5.In action for death resulting from collision between automobile and bicycle, testimony as to distance within which car similar to that driven by defendant's employee would be able to stop, based on test made with similar car with brakes in like condition, carrying similar load on dry pavement held admissible, though conditions may not have been in all respects identical, objections to such evidence being addressed to its weight and not to its admissibility.
6.Similarity of circumstances and conditions must be left to sound discretion of trial court, and determined by him subject to review only by abuse, with reference to admission of comparative evidence.

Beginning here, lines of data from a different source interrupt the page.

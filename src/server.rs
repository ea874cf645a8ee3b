//! HTTP endpoint for Pub/Sub push and Eventarc deliveries
//!
//! Any non-2xx response makes the transport redeliver, so only publish
//! failures answer 500. Undecodable input is acknowledged and dropped.

use crate::enrich::{Enricher, PushEnvelope};
use crate::error::{EnricherError, Result};
use axum::Router;
use axum::body::Bytes;
use axum::extract::State;
use axum::http::StatusCode;
use axum::response::{IntoResponse, Response};
use axum::routing::{get, post};
use std::future::Future;
use std::net::SocketAddr;
use std::sync::Arc;
use tower_http::trace::TraceLayer;

#[derive(Clone)]
struct AppState {
    enricher: Arc<Enricher>,
}

/// Error wrapper mapping pipeline failures to HTTP responses
///
/// Bad input is acknowledged with 200 since retrying it cannot succeed.
struct ApiError(EnricherError);

impl IntoResponse for ApiError {
    fn into_response(self) -> Response {
        if self.0.is_bad_input() {
            tracing::warn!(error = %self.0, "Dropping undecodable delivery");
            return (StatusCode::OK, "Message dropped.").into_response();
        }

        tracing::error!(error = %self.0, "Delivery failed, requesting redelivery");
        (StatusCode::INTERNAL_SERVER_ERROR, self.0.to_string()).into_response()
    }
}

pub fn router(enricher: Arc<Enricher>) -> Router {
    Router::new()
        .route("/", post(handle_push))
        .route("/healthz", get(healthz))
        .layer(TraceLayer::new_for_http())
        .with_state(AppState { enricher })
}

async fn handle_push(State(state): State<AppState>, body: Bytes) -> Response {
    let result = match PushEnvelope::from_slice(&body) {
        Ok(envelope) => state.enricher.handle_push(&envelope).await,
        Err(e) => Err(e),
    };

    match result {
        Ok(_receipt) => (StatusCode::OK, "Message published.").into_response(),
        Err(e) => ApiError(e).into_response(),
    }
}

async fn healthz() -> &'static str {
    "ok"
}

/// Serve `router` on `port` until `shutdown` resolves
pub async fn serve(
    router: Router,
    port: u16,
    shutdown: impl Future<Output = ()> + Send + 'static,
) -> Result<()> {
    let address = SocketAddr::from(([0, 0, 0, 0], port));
    let listener = tokio::net::TcpListener::bind(address).await?;
    tracing::info!(address = %address, "Listening for push deliveries");

    axum::serve(listener, router)
        .with_graceful_shutdown(shutdown)
        .await?;
    Ok(())
}

#[cfg(test)]
mod tests {
    use super::*;
    use crate::cache::{InMemoryResourceStore, ResourceCache};
    use crate::enrich::EnrichedMessage;
    use crate::publish::{PublishReceipt, Publisher};
    use crate::resolver::{
        OrganizationInfo, OrganizationLookup, ParentLookup, Resolution, Resolvers,
    };
    use async_trait::async_trait;
    use base64::Engine;
    use base64::engine::general_purpose::STANDARD;
    use serde_json::json;

    struct NoParent;

    #[async_trait]
    impl ParentLookup for NoParent {
        async fn resolve(&self, _resource_id: &str) -> Result<Resolution> {
            Err(EnricherError::Api {
                status: 403,
                body: "denied".to_string(),
            })
        }
    }

    struct StaticOrganization;

    #[async_trait]
    impl OrganizationLookup for StaticOrganization {
        async fn resolve(&self, _organization_id: &str) -> Result<OrganizationInfo> {
            Ok(OrganizationInfo {
                display_name: "Root Org".to_string(),
                directory_customer_id: "owner9".to_string(),
            })
        }
    }

    struct StubPublisher {
        fail: bool,
    }

    #[async_trait]
    impl Publisher for StubPublisher {
        async fn publish(&self, _message: &EnrichedMessage) -> Result<PublishReceipt> {
            if self.fail {
                Err(EnricherError::Publish("unavailable".to_string()))
            } else {
                Ok(PublishReceipt {
                    message_id: "1".to_string(),
                })
            }
        }
    }

    fn state(fail_publish: bool) -> State<AppState> {
        let no_parent: Arc<dyn ParentLookup> = Arc::new(NoParent);
        let resolvers = Resolvers {
            billing_account: no_parent.clone(),
            folder: no_parent.clone(),
            project: no_parent,
            organization: Arc::new(StaticOrganization),
        };
        let enricher = Enricher::new(
            Arc::new(ResourceCache::new(Arc::new(InMemoryResourceStore::new()))),
            resolvers,
            Arc::new(StubPublisher { fail: fail_publish }),
        );
        State(AppState {
            enricher: Arc::new(enricher),
        })
    }

    fn push_body(log_name: &str) -> Bytes {
        let data = STANDARD.encode(serde_json::to_vec(&json!({"logName": log_name})).unwrap());
        Bytes::from(serde_json::to_vec(&json!({"message": {"data": data}})).unwrap())
    }

    #[tokio::test]
    async fn test_successful_delivery_is_200() {
        let response = handle_push(state(false), push_body("organizations/42/logs/y")).await;
        assert_eq!(response.status(), StatusCode::OK);
        assert_eq!(body_text(response).await, "Message published.");
    }

    #[tokio::test]
    async fn test_unresolvable_resource_still_publishes() {
        let response = handle_push(state(false), push_body("projects/1/logs/x")).await;
        assert_eq!(response.status(), StatusCode::OK);
    }

    #[tokio::test]
    async fn test_publish_failure_is_500() {
        let response = handle_push(state(true), push_body("organizations/42/logs/y")).await;
        assert_eq!(response.status(), StatusCode::INTERNAL_SERVER_ERROR);
    }

    async fn body_text(response: Response) -> String {
        let bytes = axum::body::to_bytes(response.into_body(), usize::MAX)
            .await
            .unwrap();
        String::from_utf8(bytes.to_vec()).unwrap()
    }

    #[tokio::test]
    async fn test_bad_input_is_acknowledged_without_redelivery() {
        for body in [
            Bytes::from_static(b"{}"),
            Bytes::from_static(b"not json"),
            push_body("datasets/1/logs/x"),
            push_body("projects//logs/x"),
        ] {
            let response = handle_push(state(false), body).await;
            assert_eq!(response.status(), StatusCode::OK);
            assert_eq!(body_text(response).await, "Message dropped.");
        }
    }

    #[tokio::test]
    async fn test_only_publish_failure_requests_redelivery() {
        let response = handle_push(state(true), push_body("datasets/1/logs/x")).await;
        assert_eq!(response.status(), StatusCode::OK);

        let response = handle_push(state(true), push_body("projects/1/logs/x")).await;
        assert_eq!(response.status(), StatusCode::INTERNAL_SERVER_ERROR);
    }

    #[tokio::test]
    async fn test_healthz() {
        assert_eq!(healthz().await, "ok");
    }
}
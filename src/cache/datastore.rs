//! Firestore in Datastore mode, via the Datastore v1 REST API

use crate::cache::ResourceStore;
use crate::error::{EnricherError, Result};
use crate::gcp::{DATASTORE_SCOPE, GcpClient};
use crate::resource::{ResourceRecord, ResourceType};
use async_trait::async_trait;
use chrono::{DateTime, SecondsFormat, Utc};
use serde::de::IgnoredAny;
use serde::{Deserialize, Serialize};
use std::collections::HashMap;

const DEFAULT_BASE_URL: &str = "https://datastore.googleapis.com";
const RESOURCE_KIND: &str = "Resource";

#[derive(Debug, Clone, Serialize, Deserialize)]
#[serde(rename_all = "camelCase")]
struct Key {
    partition_id: PartitionId,
    path: Vec<PathElement>,
}

#[derive(Debug, Clone, Serialize, Deserialize)]
#[serde(rename_all = "camelCase")]
struct PartitionId {
    project_id: String,
    #[serde(default, skip_serializing_if = "Option::is_none")]
    database_id: Option<String>,
}

#[derive(Debug, Clone, Serialize, Deserialize)]
struct PathElement {
    kind: String,
    #[serde(default, skip_serializing_if = "Option::is_none")]
    name: Option<String>,
}

#[derive(Debug, Clone, Default, Serialize, Deserialize)]
#[serde(rename_all = "camelCase")]
struct PropertyValue {
    #[serde(default, skip_serializing_if = "Option::is_none")]
    string_value: Option<String>,
    #[serde(default, skip_serializing_if = "Option::is_none")]
    timestamp_value: Option<String>,
}

impl PropertyValue {
    fn string(value: &str) -> Self {
        Self {
            string_value: Some(value.to_string()),
            ..Default::default()
        }
    }

    fn timestamp(value: DateTime<Utc>) -> Self {
        Self {
            timestamp_value: Some(value.to_rfc3339_opts(SecondsFormat::Micros, true)),
            ..Default::default()
        }
    }
}

#[derive(Debug, Clone, Serialize, Deserialize)]
struct Entity {
    key: Key,
    #[serde(default)]
    properties: HashMap<String, PropertyValue>,
}

#[derive(Debug, Serialize)]
#[serde(rename_all = "camelCase")]
struct CommitRequest<'a> {
    mode: &'static str,
    #[serde(skip_serializing_if = "Option::is_none")]
    database_id: Option<&'a str>,
    mutations: Vec<Mutation>,
}

#[derive(Debug, Serialize)]
struct Mutation {
    upsert: Entity,
}

#[derive(Debug, Serialize)]
#[serde(rename_all = "camelCase")]
struct LookupRequest<'a> {
    #[serde(skip_serializing_if = "Option::is_none")]
    database_id: Option<&'a str>,
    keys: Vec<Key>,
}

#[derive(Debug, Deserialize)]
struct LookupResponse {
    #[serde(default)]
    found: Vec<EntityResult>,
}

#[derive(Debug, Deserialize)]
struct EntityResult {
    entity: Entity,
}

/// Resource store backed by Datastore entities of kind `Resource`
///
/// The key name is the resource ID, so a read is a point lookup.
pub struct DatastoreResourceStore {
    client: GcpClient,
    project_id: String,
    database_id: Option<String>,
    base_url: String,
}

impl DatastoreResourceStore {
    pub fn new(
        client: GcpClient,
        project_id: impl Into<String>,
        database_id: Option<String>,
    ) -> Self {
        Self {
            client,
            project_id: project_id.into(),
            database_id,
            base_url: DEFAULT_BASE_URL.to_string(),
        }
    }

    pub fn with_base_url(mut self, base_url: impl Into<String>) -> Self {
        self.base_url = base_url.into();
        self
    }

    fn url(&self, method: &str) -> String {
        format!("{}/v1/projects/{}:{}", self.base_url, self.project_id, method)
    }

    fn key(&self, resource_id: &str) -> Key {
        Key {
            partition_id: PartitionId {
                project_id: self.project_id.clone(),
                database_id: self.database_id.clone(),
            },
            path: vec![PathElement {
                kind: RESOURCE_KIND.to_string(),
                name: Some(resource_id.to_string()),
            }],
        }
    }

    fn to_entity(&self, record: &ResourceRecord) -> Entity {
        let properties = HashMap::from([
            (
                "resourceId".to_string(),
                PropertyValue::string(&record.resource_id),
            ),
            (
                "resourceName".to_string(),
                PropertyValue::string(&record.resource_name),
            ),
            (
                "resourceType".to_string(),
                PropertyValue::string(record.resource_type.as_str()),
            ),
            (
                "resourceParent".to_string(),
                PropertyValue::string(&record.resource_parent),
            ),
            ("ttl".to_string(), PropertyValue::timestamp(record.ttl)),
        ]);

        Entity {
            key: self.key(&record.resource_id),
            properties,
        }
    }
}

fn string_property(entity: &Entity, name: &'static str) -> Result<String> {
    entity
        .properties
        .get(name)
        .and_then(|v| v.string_value.clone())
        .ok_or(EnricherError::MissingField(name))
}

fn from_entity(entity: &Entity) -> Result<ResourceRecord> {
    let ttl = entity
        .properties
        .get("ttl")
        .and_then(|v| v.timestamp_value.as_deref())
        .ok_or(EnricherError::MissingField("ttl"))?;
    let ttl = DateTime::parse_from_rfc3339(ttl)
        .map_err(|e| EnricherError::Store(format!("Invalid ttl timestamp {ttl}: {e}")))?
        .with_timezone(&Utc);

    Ok(ResourceRecord {
        resource_id: string_property(entity, "resourceId")?,
        resource_name: string_property(entity, "resourceName")?,
        resource_type: string_property(entity, "resourceType")?.parse::<ResourceType>()?,
        resource_parent: string_property(entity, "resourceParent")?,
        ttl,
    })
}

#[async_trait]
impl ResourceStore for DatastoreResourceStore {
    async fn put(&self, record: &ResourceRecord) -> Result<()> {
        let request = CommitRequest {
            mode: "NON_TRANSACTIONAL",
            database_id: self.database_id.as_deref(),
            mutations: vec![Mutation {
                upsert: self.to_entity(record),
            }],
        };

        let _: IgnoredAny = self
            .client
            .post_json(&self.url("commit"), &[DATASTORE_SCOPE], &request)
            .await?;
        Ok(())
    }

    async fn lookup(&self, resource_id: &str) -> Result<Option<ResourceRecord>> {
        let request = LookupRequest {
            database_id: self.database_id.as_deref(),
            keys: vec![self.key(resource_id)],
        };

        let response: LookupResponse = self
            .client
            .post_json(&self.url("lookup"), &[DATASTORE_SCOPE], &request)
            .await?;

        response
            .found
            .first()
            .map(|found| from_entity(&found.entity))
            .transpose()
    }
}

7.Contributory negligence is a matter of affirmative defense to be specially pleaded and proven by C. S., sec. 6721, and burden of establishing contributory negligence as proximate cause of injury always rests on the defendant.
8.In action for death of boy riding bicycle resulting from collision with automobile, in which deceased's negligence was shown by violation of ordinance requiring lights defendant, nevertheless, had burden, under C. S., sec. 6721, to prove that deceased's negligence was the proximate cause of the injury.
APPEAL from the District Court of the Fifth Judicial District, for Bannock County.Hon. O. R. Baum, Judge.
Action for damages for death of plaintiffs' minor son.Judgment for plaintiffs.Affirmed.
Judgment affirmed.Costs to respondents.
J. H. Peterson, T. C. Coffin and E. G. Frawley, for Appellant.
It is negligence per se to ride a bicycle on the streets of Pocatello, Idaho, after nightfall, without a light thereon.(Ebling v. Nielsen,109 Wash. 355, 186 P. 887.)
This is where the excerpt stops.